I continue reading (or "decoding") the Greek original of the Gospel of Mark--
Chapter 12 is, in a sense, sameold sameold: more quarreling with the establishment (scribes and Pharisees). But Jesus gets more programmatic: here we find "Render under Caesar..." (Mark 12:17); also "love thy neighbor as thyself" (Mark 12:31). There's also a parable about a "husbandman" who kills the son of the man who owns the vineyard, and come to a bad end; also another, stranger story about a woman who married (in succession) seven brothers, all of whom "left no seed." The question is: whose wife will she be in heaven (the answer seems to be "none")?
None of this really anticipates the extraordinary Chapter 13, the so-called "Little Apocalypse," in which Jesus offers his forecast, and it's not a pretty one: "nation shall rise against nation and kingdom against kingdom; and there shall be earthquakes in divers places, and there shall be famines and troubles..." (Mark 13:8). "Little," I take it, means in contrast to the last book of the New Testament, the "Revelation" or (big) "Apocalypse." I've heard it said that Revelation is the most-cited book in the Bible, and I can believe the "Little Apocalypse" shares its place as a generator of any number of end-time cults (there's even a PBS Frontline Special on the topic, timed to coordinate with the coming of the new millennium in 2000).

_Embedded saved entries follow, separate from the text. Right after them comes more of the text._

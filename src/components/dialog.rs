//! Modal Dialog Components
//!
//! `Dialog` standardizes the modal chrome: overlay, title, opaque body
//! content, and a Cancel/Submit action row with busy-state handling.
//! `EntityDialog` specializes it for create/edit entity forms.

use dioxus::prelude::*;

/// Properties for the Dialog component
#[derive(Clone, PartialEq, Props)]
pub struct DialogProps {
    /// Whether the dialog is visible; owned by the parent
    pub show: bool,
    pub title: String,
    /// Generic close handler (overlay click, Escape, the corner button, and
    /// the Cancel fallback)
    pub on_close: EventHandler<()>,
    /// Explicit cancel handler; Cancel falls back to `on_close` without it
    #[props(default)]
    pub on_cancel: Option<EventHandler<()>>,
    /// Submit handler; the Submit button is rendered only when present
    #[props(default)]
    pub on_submit: Option<EventHandler<()>>,
    /// While true, both action buttons are disabled and the submit label is
    /// swapped for a busy indicator; owned by the parent
    #[props(default = false)]
    pub submitting: bool,
    #[props(default = "Save".to_string())]
    pub submit_label: String,
    #[props(default = "Cancel".to_string())]
    pub cancel_label: String,
    pub children: Element,
}

/// Generic modal wrapper.
///
/// Stateless with respect to visibility and submission: it only reflects
/// the `show` and `submitting` props its parent owns.
#[component]
pub fn Dialog(props: DialogProps) -> Element {
    let on_close = props.on_close;
    let on_cancel = props.on_cancel;
    let on_submit = props.on_submit;
    let submitting = props.submitting;

    // Explicit cancel handler wins; otherwise fall back to close
    let handle_cancel = move |_| {
        if let Some(cancel) = on_cancel {
            cancel.call(());
        } else {
            on_close.call(());
        }
    };

    let on_keydown = move |e: KeyboardEvent| {
        if e.key() == Key::Escape && !submitting {
            on_close.call(());
        }
    };

    if !props.show {
        return rsx! {};
    }

    rsx! {
        div {
            class: "modal-overlay",
            onclick: move |_| {
                if !submitting {
                    on_close.call(());
                }
            },

            div {
                class: "modal-content",
                onclick: move |e| e.stop_propagation(),
                onkeydown: on_keydown,

                header { class: "modal-header",
                    h2 { class: "section-header", "{props.title}" }
                    button {
                        class: "modal-close-btn",
                        "aria-label": "Close",
                        disabled: submitting,
                        onclick: move |_| on_close.call(()),
                        "\u{00D7}"
                    }
                }

                div { class: "modal-body", {props.children} }

                footer { class: "modal-footer",
                    button {
                        class: "btn-ghost",
                        disabled: submitting,
                        onclick: handle_cancel,
                        "{props.cancel_label}"
                    }

                    if on_submit.is_some() {
                        button {
                            class: "btn-primary",
                            disabled: submitting,
                            onclick: move |_| {
                                if let Some(submit) = on_submit {
                                    submit.call(());
                                }
                            },
                            if submitting {
                                span { class: "busy-spinner" }
                                "working..."
                            } else {
                                "{props.submit_label}"
                            }
                        }
                    }
                }
            }
        }
    }
}

/// Create vs. edit flavor for [`EntityDialog`].
#[derive(Clone, Copy, PartialEq, Eq, Debug)]
pub enum DialogMode {
    Create,
    Edit,
}

impl DialogMode {
    /// Default title for an entity form in this mode.
    pub fn default_title(&self, entity: &str) -> String {
        match self {
            DialogMode::Create => format!("Add {entity}"),
            DialogMode::Edit => format!("Edit {entity}"),
        }
    }

    /// Default submit verb for this mode.
    pub fn default_submit_label(&self) -> &'static str {
        match self {
            DialogMode::Create => "Create",
            DialogMode::Edit => "Update",
        }
    }
}

/// Properties for the EntityDialog component
#[derive(Clone, PartialEq, Props)]
pub struct EntityDialogProps {
    pub show: bool,
    /// Selects the default title and submit verb
    pub mode: DialogMode,
    /// Entity noun used in the default title, e.g. "profile"
    pub entity: String,
    /// Overrides the mode-derived title
    #[props(default)]
    pub title: Option<String>,
    /// Overrides the mode-derived submit verb
    #[props(default)]
    pub submit_label: Option<String>,
    pub on_close: EventHandler<()>,
    #[props(default)]
    pub on_cancel: Option<EventHandler<()>>,
    pub on_submit: EventHandler<()>,
    #[props(default = false)]
    pub submitting: bool,
    pub children: Element,
}

/// Create/edit specialization of [`Dialog`].
#[component]
pub fn EntityDialog(props: EntityDialogProps) -> Element {
    let title = props
        .title
        .clone()
        .unwrap_or_else(|| props.mode.default_title(&props.entity));
    let submit_label = props
        .submit_label
        .clone()
        .unwrap_or_else(|| props.mode.default_submit_label().to_string());

    let on_close = props.on_close;
    let on_cancel = props.on_cancel;
    let on_submit = props.on_submit;

    rsx! {
        Dialog {
            show: props.show,
            title: title,
            submit_label: submit_label,
            submitting: props.submitting,
            on_close: on_close,
            on_cancel: move |_| {
                if let Some(cancel) = on_cancel {
                    cancel.call(());
                } else {
                    on_close.call(());
                }
            },
            on_submit: move |_| on_submit.call(()),
            {props.children}
        }
    }
}

#[cfg(test)]
mod tests {
    use super::*;

    #[test]
    fn test_create_mode_defaults() {
        assert_eq!(DialogMode::Create.default_title("profile"), "Add profile");
        assert_eq!(DialogMode::Create.default_submit_label(), "Create");
    }

    #[test]
    fn test_edit_mode_defaults() {
        assert_eq!(DialogMode::Edit.default_title("profile"), "Edit profile");
        assert_eq!(DialogMode::Edit.default_submit_label(), "Update");
    }

    #[test]
    fn test_explicit_title_wins_over_mode() {
        let explicit = Some("Clone profile".to_string());
        let resolved = explicit.unwrap_or_else(|| DialogMode::Create.default_title("profile"));
        assert_eq!(resolved, "Clone profile");
    }
}
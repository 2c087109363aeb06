//! Pages for PromptDeck.

mod workbench;

pub use workbench::Workbench;
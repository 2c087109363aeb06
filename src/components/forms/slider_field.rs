//! Slider field wrapper.

use dioxus::prelude::*;

use super::text_field::FieldLabel;

/// A labeled tick along the slider track.
#[derive(Clone, Debug, PartialEq)]
pub struct SliderMark {
    pub value: f64,
    pub label: String,
}

impl SliderMark {
    pub fn new(value: f64, label: impl Into<String>) -> Self {
        Self {
            value,
            label: label.into(),
        }
    }
}

/// Properties for the SliderField component
#[derive(Clone, PartialEq, Props)]
pub struct SliderFieldProps {
    /// Field label
    pub label: String,
    /// Current value
    pub value: f64,
    pub min: f64,
    pub max: f64,
    #[props(default = 1.0)]
    pub step: f64,
    /// Handler called with the new value while dragging
    pub on_change: EventHandler<f64>,
    /// Formats the value for the display label; plain `to_string` otherwise
    #[props(default)]
    pub format_value: Option<Callback<f64, String>>,
    /// Discrete labeled ticks rendered under the track
    #[props(default)]
    pub marks: Vec<SliderMark>,
    #[props(default)]
    pub helper: Option<String>,
    #[props(default = false)]
    pub disabled: bool,
}

/// Controlled range input with a formatted value label and optional marks.
///
/// # Example
///
/// ```ignore
/// SliderField {
///     label: "Temperature",
///     value: temperature(),
///     min: 0.0,
///     max: 2.0,
///     step: 0.1,
///     format_value: move |v: f64| format!("{v:.1}"),
///     marks: vec![SliderMark::new(0.0, "precise"), SliderMark::new(2.0, "wild")],
///     on_change: move |v| temperature.set(v),
/// }
/// ```
#[component]
pub fn SliderField(props: SliderFieldProps) -> Element {
    let on_change = props.on_change;
    let display = match &props.format_value {
        Some(format) => format.call(props.value),
        None => props.value.to_string(),
    };

    rsx! {
        div { class: "form-field",
            div { class: "slider-row",
                FieldLabel { label: props.label.clone(), required: false }
                span { class: "slider-value", "{display}" }
            }

            input {
                class: "slider-input",
                r#type: "range",
                min: "{props.min}",
                max: "{props.max}",
                step: "{props.step}",
                value: "{props.value}",
                disabled: props.disabled,
                oninput: move |e| {
                    if let Ok(v) = e.value().parse::<f64>() {
                        on_change.call(v);
                    }
                },
            }

            if !props.marks.is_empty() {
                div { class: "slider-marks",
                    for mark in props.marks.iter() {
                        span {
                            key: "{mark.value}",
                            class: "slider-mark",
                            style: "left: {mark_percent(mark.value, props.min, props.max)}%;",
                            "{mark.label}"
                        }
                    }
                }
            }

            if let Some(helper) = &props.helper {
                p { class: "field-helper", "{helper}" }
            }
        }
    }
}

/// Horizontal position of a mark along the track, clamped to [0, 100].
fn mark_percent(value: f64, min: f64, max: f64) -> f64 {
    if max <= min {
        return 0.0;
    }
    (((value - min) / (max - min)) * 100.0).clamp(0.0, 100.0)
}

#[cfg(test)]
mod tests {
    use super::*;

    #[test]
    fn test_mark_percent_endpoints() {
        assert_eq!(mark_percent(0.0, 0.0, 2.0), 0.0);
        assert_eq!(mark_percent(2.0, 0.0, 2.0), 100.0);
    }

    #[test]
    fn test_mark_percent_midpoint() {
        assert_eq!(mark_percent(1.0, 0.0, 2.0), 50.0);
        assert_eq!(mark_percent(50.0, 0.0, 100.0), 50.0);
    }

    #[test]
    fn test_mark_percent_clamps_out_of_range() {
        assert_eq!(mark_percent(-1.0, 0.0, 2.0), 0.0);
        assert_eq!(mark_percent(5.0, 0.0, 2.0), 100.0);
    }

    #[test]
    fn test_mark_percent_degenerate_range() {
        assert_eq!(mark_percent(1.0, 3.0, 3.0), 0.0);
    }
}
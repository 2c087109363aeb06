//! Text and numeric input fields.
//!
//! Both wrappers are fully controlled: the rendered value is always exactly
//! the prop, and edits flow upward through the change callback. The numeric
//! field normalizes its events: empty input propagates `None`, a valid
//! number propagates its parsed value, and anything else produces no event
//! at all, so a `NaN` can never leak upward.

use dioxus::prelude::*;

/// Properties for the TextField component
#[derive(Clone, PartialEq, Props)]
pub struct TextFieldProps {
    /// Field label
    pub label: String,
    /// Current value
    pub value: String,
    /// Handler called with the new value on every edit
    pub on_change: EventHandler<String>,
    /// Validation error shown under the input
    #[props(default)]
    pub error: Option<String>,
    /// Helper text shown when there is no error
    #[props(default)]
    pub helper: Option<String>,
    /// Placeholder text
    #[props(default)]
    pub placeholder: Option<String>,
    /// Input type (text, email, url, password, ...)
    #[props(default = "text".to_string())]
    pub input_type: String,
    /// Render as a textarea instead of a single-line input
    #[props(default = false)]
    pub multiline: bool,
    /// Visible rows when multiline
    #[props(default = 4)]
    pub rows: u32,
    #[props(default = false)]
    pub required: bool,
    #[props(default = false)]
    pub disabled: bool,
}

/// Controlled text input with label, error and helper text.
///
/// # Example
///
/// ```ignore
/// let mut name = use_signal(String::new);
///
/// rsx! {
///     TextField {
///         label: "Name",
///         value: name(),
///         on_change: move |v| name.set(v),
///         required: true,
///     }
/// }
/// ```
#[component]
pub fn TextField(props: TextFieldProps) -> Element {
    let on_change = props.on_change;
    let input_class = if props.error.is_some() {
        "input-field invalid"
    } else {
        "input-field"
    };

    rsx! {
        div { class: "form-field",
            FieldLabel { label: props.label.clone(), required: props.required }

            if props.multiline {
                textarea {
                    class: "{input_class} textarea",
                    rows: "{props.rows}",
                    value: "{props.value}",
                    placeholder: props.placeholder.as_deref().unwrap_or(""),
                    disabled: props.disabled,
                    oninput: move |e| on_change.call(e.value()),
                }
            } else {
                input {
                    class: "{input_class}",
                    r#type: "{props.input_type}",
                    value: "{props.value}",
                    placeholder: props.placeholder.as_deref().unwrap_or(""),
                    disabled: props.disabled,
                    oninput: move |e| on_change.call(e.value()),
                }
            }

            FieldFooter { error: props.error.clone(), helper: props.helper.clone() }
        }
    }
}

/// Properties for the NumberField component
#[derive(Clone, PartialEq, Props)]
pub struct NumberFieldProps {
    /// Field label
    pub label: String,
    /// Current value; `None` renders as an empty input
    pub value: Option<f64>,
    /// Handler called with the parsed value, or `None` when cleared
    pub on_change: EventHandler<Option<f64>>,
    #[props(default)]
    pub min: Option<f64>,
    #[props(default)]
    pub max: Option<f64>,
    #[props(default)]
    pub step: Option<f64>,
    #[props(default)]
    pub error: Option<String>,
    #[props(default)]
    pub helper: Option<String>,
    #[props(default)]
    pub placeholder: Option<String>,
    #[props(default = false)]
    pub required: bool,
    #[props(default = false)]
    pub disabled: bool,
}

/// Controlled numeric text input.
///
/// Clearing the input yields `None` upward (never zero); text that does not
/// parse as a finite number is ignored and the owner's value stands.
#[component]
pub fn NumberField(props: NumberFieldProps) -> Element {
    let on_change = props.on_change;
    let input_class = if props.error.is_some() {
        "input-field invalid"
    } else {
        "input-field"
    };
    let display = props.value.map(|n| n.to_string()).unwrap_or_default();

    rsx! {
        div { class: "form-field",
            FieldLabel { label: props.label.clone(), required: props.required }

            input {
                class: "{input_class}",
                r#type: "number",
                value: "{display}",
                min: props.min.map(|n| n.to_string()).unwrap_or_default(),
                max: props.max.map(|n| n.to_string()).unwrap_or_default(),
                step: props.step.map(|n| n.to_string()).unwrap_or_default(),
                placeholder: props.placeholder.as_deref().unwrap_or(""),
                disabled: props.disabled,
                oninput: move |e| {
                    if let Some(parsed) = parse_number_input(&e.value()) {
                        on_change.call(parsed);
                    }
                },
            }

            FieldFooter { error: props.error.clone(), helper: props.helper.clone() }
        }
    }
}

/// Label row shared by the field wrappers.
#[component]
pub(crate) fn FieldLabel(label: String, required: bool) -> Element {
    rsx! {
        label { class: "input-label",
            "{label}"
            if required {
                span { class: "required-mark", " *" }
            }
        }
    }
}

/// Error/helper row shared by the field wrappers. Error wins over helper.
#[component]
pub(crate) fn FieldFooter(error: Option<String>, helper: Option<String>) -> Element {
    if let Some(error) = error {
        return rsx! {
            p { class: "field-error", "{error}" }
        };
    }
    if let Some(helper) = helper {
        return rsx! {
            p { class: "field-helper", "{helper}" }
        };
    }
    rsx! {}
}

/// Normalize raw numeric input.
///
/// Returns `Some(None)` for an empty field, `Some(Some(n))` for a finite
/// number, and `None` when the text should produce no change event.
pub fn parse_number_input(raw: &str) -> Option<Option<f64>> {
    let trimmed = raw.trim();
    if trimmed.is_empty() {
        return Some(None);
    }
    trimmed
        .parse::<f64>()
        .ok()
        .filter(|n| n.is_finite())
        .map(Some)
}

#[cfg(test)]
mod tests {
    use super::*;

    #[test]
    fn test_empty_input_propagates_none() {
        assert_eq!(parse_number_input(""), Some(None));
        assert_eq!(parse_number_input("   "), Some(None));
    }

    #[test]
    fn test_valid_numbers_parse() {
        assert_eq!(parse_number_input("42"), Some(Some(42.0)));
        assert_eq!(parse_number_input("0.7"), Some(Some(0.7)));
        assert_eq!(parse_number_input("-3.5"), Some(Some(-3.5)));
        assert_eq!(parse_number_input(" 8192 "), Some(Some(8192.0)));
    }

    #[test]
    fn test_garbage_produces_no_event() {
        assert_eq!(parse_number_input("abc"), None);
        assert_eq!(parse_number_input("1.2.3"), None);
    }

    #[test]
    fn test_nan_and_infinity_never_leak() {
        // "NaN" and "inf" parse as f64 but must not reach the owner
        assert_eq!(parse_number_input("NaN"), None);
        assert_eq!(parse_number_input("inf"), None);
        assert_eq!(parse_number_input("-infinity"), None);
    }
}
//! Behavioral tests for the health monitor and error reporter.
//!
//! The probe contract matters more than the wire details: it must always
//! resolve with a status, replace the stored snapshot wholesale, and never
//! surface transport failures as errors.

use promptdeck_core::{
    BackendConfig, ErrorReporter, HealthMonitor, ReportContext, ReportOptions,
};
use tokio::io::{AsyncReadExt, AsyncWriteExt};
use tokio::net::TcpListener;

/// Minimal HTTP server answering a fixed number of requests with 200 OK.
async fn serve_health_ok(listener: TcpListener, requests: usize) {
    for _ in 0..requests {
        let Ok((mut socket, _)) = listener.accept().await else {
            return;
        };
        let mut buf = [0u8; 1024];
        let _ = socket.read(&mut buf).await;
        let _ = socket
            .write_all(
                b"HTTP/1.1 200 OK\r\ncontent-length: 2\r\nconnection: close\r\n\r\nok",
            )
            .await;
    }
}

#[tokio::test]
async fn probe_against_dead_port_resolves_unavailable() {
    // Port 9 on localhost is unassigned in practice; connection is refused
    let config = BackendConfig::new("http://127.0.0.1:9");
    let monitor = HealthMonitor::new(&config);

    let status = monitor.check_backend_health().await;

    assert!(!status.available);
    assert!(status.error.is_some());
    assert_eq!(monitor.current_status(), status);
}

#[tokio::test]
async fn probe_against_live_server_resolves_available() {
    let listener = TcpListener::bind("127.0.0.1:0").await.unwrap();
    let addr = listener.local_addr().unwrap();
    tokio::spawn(serve_health_ok(listener, 1));

    let config = BackendConfig::new(format!("http://{addr}"));
    let monitor = HealthMonitor::new(&config);

    let status = monitor.check_backend_health().await;

    assert!(status.available);
    assert!(status.error.is_none());
}

#[tokio::test]
async fn snapshot_is_replaced_wholesale() {
    let listener = TcpListener::bind("127.0.0.1:0").await.unwrap();
    let addr = listener.local_addr().unwrap();
    let server = tokio::spawn(serve_health_ok(listener, 1));

    let config = BackendConfig::new(format!("http://{addr}"));
    let monitor = HealthMonitor::new(&config);

    let up = monitor.check_backend_health().await;
    assert!(up.available);

    // Server is gone; the next snapshot must not inherit anything from the
    // previous one
    server.await.unwrap();
    let down = monitor.check_backend_health().await;

    assert!(!down.available);
    assert!(down.error.is_some());
    assert!(down.last_checked >= up.last_checked);
    assert_eq!(monitor.current_status(), down);
}

#[tokio::test]
async fn reporter_queues_toast_only_on_request() {
    let reporter = ErrorReporter::new();

    reporter.handle_error(
        &"section blew up",
        ReportContext::new("boundary:settings", "render"),
        ReportOptions {
            show_toast: false,
            log_to_console: false,
        },
    );
    reporter.handle_error(
        &"widget blew up",
        ReportContext::new("boundary:preview", "render"),
        ReportOptions {
            show_toast: true,
            log_to_console: false,
        },
    );

    let toasts = reporter.take_pending();
    assert_eq!(toasts.len(), 1);
    assert_eq!(toasts[0].source, "boundary:preview");
    assert!(reporter.take_pending().is_empty());
}
//! UI components for PromptDeck.
//!
//! Thin adapters over the Dioxus primitives: each wrapper composes existing
//! widgets, owns at most a little open/expanded/submitting state, and
//! forwards everything else to its parent through callbacks.

pub mod forms;

mod dialog;
mod error_boundary;
mod health_banner;
mod scroll_area;
mod toast;

pub use dialog::{Dialog, DialogMode, EntityDialog};
pub use error_boundary::{Boundary, BoundaryLevel, DEFAULT_RECOVERY_DELAY_MS};
pub use health_banner::{HealthBanner, HEALTH_POLL_INTERVAL};
pub use scroll_area::{ScrollArea, SCROLLBAR_STYLE_ID};
pub use toast::ToastHost;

But I gather this minatory "prediction" is also taken as evidence that Mark wrote after the Destruction of the Second (Jerusalem) Temple in 70AD and thus enjoys the most powerful ally of any predictor, thee benefit of hindsight. Indeed I gather that the whole point of the Gospel of Maark is to stitch together a new self-understanding for the nascent Christian community as it undertakes to rebuild itself out of the ruins.